Encouragée dans plusieurs domaines dont le milieu éducatif (Bonnel, 2010), l'utilisation de la robotique pour les apprentissages scolaires a pris de l’ampleur. Néanmoins, sa cherté, soulignée depuis sa naissance (Duchâteau, 1993), fait qu'elle reste jusqu'aujourd'hui, le monopole d'établissements privilégiés (Janiszek et al., 2011a). Pour Duchâteau, si les concepts essentiels de l'algorithmique sont importants et si l'exercice de la pensée planificatrice à laquelle ils conduisent est source d'apprentissages essentiels, il importe d'aller au-delà et de proposer des approches non classiques de la programmation : la programmation des robots. Cette importance est justifiée par le fait que l'exercice de la RP peut être un précurseur facilitant l'appropriation de certains savoir-faire et modes de pensée de la programmation, mais aussi comme une étape particulièrement adaptée et sémantiquement riche de la maîtrise de celle-ci. Ainsi, la robotique constitue, selon lui, une des étapes de l'apprentissage de la programmation informatique et, il recommande de « consacrer un certain temps à la programmation de robots » au cours de l'apprentissage de l'informatique.

Actuellement, l'approche orientée projet de la programmation des robots est privilégiée dans l'apprentissage de l'informatique (Janiszek et al., 2011b). La RP peut prendre diverses formes « allant d'un simple ordinateur contrôlant un objet périphérique (une station météorologique, de maquettes de mesures en science physique, un train, des systèmes automatisés) jusqu'à un automate intelligent ou un simulateur d'expérimentation1 ». Les robots peuvent être utilisés dans les apprentissages pour tout public et à tous les niveaux d'enseignement, du plus jeune âge jusqu'à l'université : à l'école maternelle (Komis et Misirli, 2011) ; au secondaire (collège) et pour les professionnels faiblement qualifiés (Leroux, 1995) ; (Leroux, 2005) ; (Leroux et Vivet, 2000) et à l'université (Janiszek et al., 2011b)

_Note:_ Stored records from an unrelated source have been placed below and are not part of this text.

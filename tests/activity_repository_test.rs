//! Activity repository integration tests

mod helpers;

use assert_matches::assert_matches;
use chrono::{Duration, Utc};

use activity_tracker::models::{ActivitySearch, ActivityStatus, ActivityType, Participation};
use activity_tracker::utils::errors::ValidationError;
use activity_tracker::TrackerError;
use helpers::*;

#[tokio::test]
async fn test_create_fans_out_to_existing_students() {
    let db = TestDatabase::new().await.expect("Failed to create test database");

    for expected in 0..4 {
        if expected > 0 {
            db.service
                .students
                .save(&create_test_student(100 + expected))
                .await
                .unwrap();
        }

        let activity = db
            .service
            .activities
            .save(&create_test_activity(&format!("Lecture {}", expected), ActivityType::Lecture))
            .await
            .unwrap();
        let id = activity.id().expect("saved activity has an id");

        assert_eq!(activity.participations.len(), expected);
        let stored = db.service.participations.find_by_activity(id).await.unwrap();
        assert_eq!(stored.len(), expected);
        assert!(stored.iter().all(|p| !p.participated() && p.score().is_none()));
        assert!(stored.iter().all(|p| p.participation_date().is_none()));
    }
}

#[tokio::test]
async fn test_new_student_is_not_added_to_existing_activities() {
    let db = TestDatabase::new().await.unwrap();
    save_students(&db.service, 2).await;

    let activity = db
        .service
        .activities
        .save(&create_test_activity("Quiz", ActivityType::Quiz))
        .await
        .unwrap();
    let activity_id = activity.id().unwrap();

    let late = db.service.students.save(&create_test_student(50)).await.unwrap();
    let late_id = late.id().unwrap();

    assert_eq!(db.service.participations.count_by_activity(activity_id).await.unwrap(), 2);
    assert!(db
        .service
        .participations
        .find_by_activity_and_student(activity_id, late_id)
        .await
        .unwrap()
        .is_none());

    // Retroactive coverage is explicit
    let created = db.service.participations.create_for(activity_id, late_id).await.unwrap();
    assert_eq!(created.student_id(), late_id);
    let again = db.service.participations.create_for(activity_id, late_id).await.unwrap();
    assert_eq!(again.id(), created.id());
    assert_eq!(db.service.participations.count_by_activity(activity_id).await.unwrap(), 3);
}

#[tokio::test]
async fn test_delete_cascades_to_participations() {
    let db = TestDatabase::new().await.unwrap();
    save_students(&db.service, 3).await;

    let activity = db
        .service
        .activities
        .save(&create_test_activity("Project", ActivityType::Project))
        .await
        .unwrap();
    let activity_id = activity.id().unwrap();
    let other = db
        .service
        .activities
        .save(&create_test_activity("Exam", ActivityType::Exam))
        .await
        .unwrap();

    assert!(db.service.activities.delete(&activity).await.unwrap());

    assert!(db.service.activities.find_by_id(activity_id).await.unwrap().is_none());
    assert!(db.service.participations.find_by_activity(activity_id).await.unwrap().is_empty());
    assert_eq!(db.count_records("participations").await.unwrap(), 3);
    assert_eq!(
        db.service.participations.count_by_activity(other.id().unwrap()).await.unwrap(),
        3
    );

    // Deleting again is a no-op
    assert!(!db.service.activities.delete(&activity).await.unwrap());
}

#[tokio::test]
async fn test_find_by_id_round_trip_loads_participations() {
    let db = TestDatabase::new().await.unwrap();
    save_students(&db.service, 2).await;

    let mut activity = create_test_activity("Seminar", ActivityType::Seminar);
    activity.deadline = Some(Utc::now().date_naive() + Duration::days(3));
    activity.status = ActivityStatus::InProgress;
    let saved = db.service.activities.save(&activity).await.unwrap();

    let found = db
        .service
        .activities
        .find_by_id(saved.id().unwrap())
        .await
        .unwrap()
        .expect("activity should exist");

    assert_eq!(found.title, "Seminar");
    assert_eq!(found.description, activity.description);
    assert_eq!(found.deadline, activity.deadline);
    assert_eq!(found.status, ActivityStatus::InProgress);
    assert_eq!(found.activity_type, ActivityType::Seminar);
    assert_eq!(found.professor, activity.professor);
    assert_eq!(found.participations.len(), 2);
    assert_eq!(found.participations, saved.participations);

    assert!(db.service.activities.find_by_id(9999).await.unwrap().is_none());
}

#[tokio::test]
async fn test_update_saves_owned_participations() {
    let db = TestDatabase::new().await.unwrap();
    save_students(&db.service, 3).await;

    let mut activity = db
        .service
        .activities
        .save(&create_test_activity("Workshop", ActivityType::Workshop))
        .await
        .unwrap();

    activity.title = "Workshop (updated)".to_string();
    activity.status = ActivityStatus::Completed;
    activity.participations[0].set_participated(true);
    activity.participations[0].set_score(Some(88.0)).unwrap();
    activity.participations[1].feedback = Some("Absent".to_string());

    let updated = db.service.activities.save(&activity).await.unwrap();

    assert_eq!(updated.id(), activity.id());
    assert_eq!(updated.title, "Workshop (updated)");
    assert_eq!(updated.created_at(), activity.created_at());
    assert_eq!(updated.participations.len(), 3);
    assert_eq!(updated.participating_count(), 1);
    assert_eq!(updated.average_score(), 88.0);
    assert!(updated.participations[0].participation_date().is_some());
    assert_eq!(updated.participations[1].feedback.as_deref(), Some("Absent"));
}

#[tokio::test]
async fn test_save_rejects_missing_title() {
    let db = TestDatabase::new().await.unwrap();

    let result = db
        .service
        .activities
        .save(&create_test_activity("   ", ActivityType::Lecture))
        .await;

    assert_matches!(
        result,
        Err(TrackerError::Validation(ValidationError::MissingField { field: "title" }))
    );
    assert_eq!(db.service.activities.count().await.unwrap(), 0);
}

#[tokio::test]
async fn test_find_all_orders_newest_first() {
    let db = TestDatabase::new().await.unwrap();

    for title in ["First", "Second", "Third"] {
        db.service
            .activities
            .save(&create_test_activity(title, ActivityType::Lecture))
            .await
            .unwrap();
    }

    let titles: Vec<String> = db
        .service
        .activities
        .find_all()
        .await
        .unwrap()
        .into_iter()
        .map(|a| a.title)
        .collect();
    assert_eq!(titles, vec!["Third", "Second", "First"]);
}

#[tokio::test]
async fn test_search_and_filters() {
    let db = TestDatabase::new().await.unwrap();
    let repo = &db.service.activities;

    let mut quiz = create_test_activity("Algorithms Quiz", ActivityType::Quiz);
    quiz.status = ActivityStatus::Completed;
    repo.save(&quiz).await.unwrap();

    let mut networks = create_test_activity("Networks quiz", ActivityType::Quiz);
    networks.professor = Some("Ing. Hassan Idrissi".to_string());
    repo.save(&networks).await.unwrap();

    repo.save(&create_test_activity("100% Python", ActivityType::Practical))
        .await
        .unwrap();

    assert_eq!(repo.search_by_title("QUIZ").await.unwrap().len(), 2);
    assert_eq!(repo.search_by_title("100%").await.unwrap().len(), 1);
    assert_eq!(repo.search_by_title("%").await.unwrap().len(), 1);
    assert_eq!(repo.find_by_type(ActivityType::Quiz).await.unwrap().len(), 2);
    assert_eq!(repo.find_by_status(ActivityStatus::Completed).await.unwrap().len(), 1);
    assert_eq!(repo.find_by_professor("Ing. Hassan Idrissi").await.unwrap().len(), 1);
    assert_eq!(repo.count_by_status(ActivityStatus::Planned).await.unwrap(), 2);

    let found = repo
        .advanced_search(ActivitySearch {
            title: Some("quiz".to_string()),
            status: Some(ActivityStatus::Planned),
            professor: Some("hassan".to_string()),
            ..ActivitySearch::default()
        })
        .await
        .unwrap();
    assert_eq!(found.len(), 1);
    assert_eq!(found[0].title, "Networks quiz");

    let everything = repo.advanced_search(ActivitySearch::default()).await.unwrap();
    assert_eq!(everything.len(), 3);
}

#[tokio::test]
async fn test_deadline_queries() {
    let db = TestDatabase::new().await.unwrap();
    let repo = &db.service.activities;
    let today = Utc::now().date_naive();

    let mut past_open = create_test_activity("Late report", ActivityType::Assignment);
    past_open.deadline = Some(today - Duration::days(2));
    repo.save(&past_open).await.unwrap();

    let mut past_done = create_test_activity("Finished quiz", ActivityType::Quiz);
    past_done.deadline = Some(today - Duration::days(1));
    past_done.status = ActivityStatus::Completed;
    repo.save(&past_done).await.unwrap();

    let mut soon = create_test_activity("Due today", ActivityType::Assignment);
    soon.deadline = Some(today);
    repo.save(&soon).await.unwrap();

    let mut later = create_test_activity("Next month", ActivityType::Project);
    later.deadline = Some(today + Duration::days(30));
    repo.save(&later).await.unwrap();

    repo.save(&create_test_activity("No deadline", ActivityType::Lecture))
        .await
        .unwrap();

    let overdue = repo.find_overdue(today).await.unwrap();
    assert_eq!(overdue.len(), 1);
    assert_eq!(overdue[0].title, "Late report");

    let upcoming: Vec<String> = repo
        .find_upcoming(today)
        .await
        .unwrap()
        .into_iter()
        .map(|a| a.title)
        .collect();
    assert_eq!(upcoming, vec!["Due today", "Next month"]);

    let window = repo
        .find_by_deadline_between(today - Duration::days(2), today)
        .await
        .unwrap();
    assert_eq!(window.len(), 3);
    assert_eq!(window[0].title, "Late report");
}

#[tokio::test]
async fn test_accented_title_and_professor_search() {
    let db = TestDatabase::new().await.unwrap();
    let repo = &db.service.activities;

    let mut seminar = create_test_activity("Séminaire Éthique", ActivityType::Seminar);
    seminar.professor = Some("Pr. Élodie Ménard".to_string());
    repo.save(&seminar).await.unwrap();
    repo.save(&create_test_activity("Lecture", ActivityType::Lecture))
        .await
        .unwrap();

    assert_eq!(repo.search_by_title("éthique").await.unwrap().len(), 1);
    assert_eq!(repo.search_by_title("SÉMINAIRE").await.unwrap().len(), 1);

    let found = repo
        .advanced_search(ActivitySearch {
            professor: Some("MÉNARD".to_string()),
            ..ActivitySearch::default()
        })
        .await
        .unwrap();
    assert_eq!(found.len(), 1);
    assert_eq!(found[0].title, "Séminaire Éthique");
}

#[tokio::test]
async fn test_update_cannot_touch_another_activitys_participation() {
    let db = TestDatabase::new().await.unwrap();
    save_students(&db.service, 1).await;
    let repo = &db.service.activities;

    let mut target = repo
        .save(&create_test_activity("Target", ActivityType::Quiz))
        .await
        .unwrap();
    let other = repo
        .save(&create_test_activity("Other", ActivityType::Quiz))
        .await
        .unwrap();
    let target_id = target.id().unwrap();
    let other_id = other.id().unwrap();

    // Re-home the other activity's record under the target
    let mut value = serde_json::to_value(&other.participations[0]).unwrap();
    value["activity_id"] = serde_json::json!(target_id);
    value["score"] = serde_json::json!(99.0);
    let foreign: Participation = serde_json::from_value(value).unwrap();

    target.title = "Target (renamed)".to_string();
    target.participations[0].set_score(Some(40.0)).unwrap();
    target.participations.push(foreign);

    let result = repo.save(&target).await;
    assert_matches!(
        result,
        Err(TrackerError::Validation(ValidationError::UnknownReference {
            entity: "participation",
            ..
        }))
    );

    let other_stored = db.service.participations.find_by_activity(other_id).await.unwrap();
    assert_eq!(other_stored, other.participations);

    // Nothing from the rejected save is committed
    let target_stored = repo.find_by_id(target_id).await.unwrap().unwrap();
    assert_eq!(target_stored.title, "Target");
    assert!(target_stored.participations.iter().all(|p| p.score().is_none()));
}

1.3. Robotique et potentialités éducatives

Depuis les années quatre-vingt-dix, des recherches se sont intéressées à des approches comparatives entre ordinateur et robot (ou l'informatique et la robotique). Charles Duchâteau (Duchâteau, 1993) en précise trois principales potentialités communes : d'abord, la potentialité de rapprochements disciplinaires pour passer à l'acquisition de connaissances en privilégiant l'exercice d'une démarche méthodologique ; ensuite, la mobilisation d'une méta-réflexion engagée comme l'un des buts essentiels de tout apprentissage qui vise le développement de l'autonomie des apprenants et, enfin, l'intervention du concept de problème. Si ce concept est commun à la robotique pédagogique et à la programmation, ces dernières sont mobilisées dans la résolution des problèmes, une résolution qui est toujours faite en « différé » par un exécutant ad hoc.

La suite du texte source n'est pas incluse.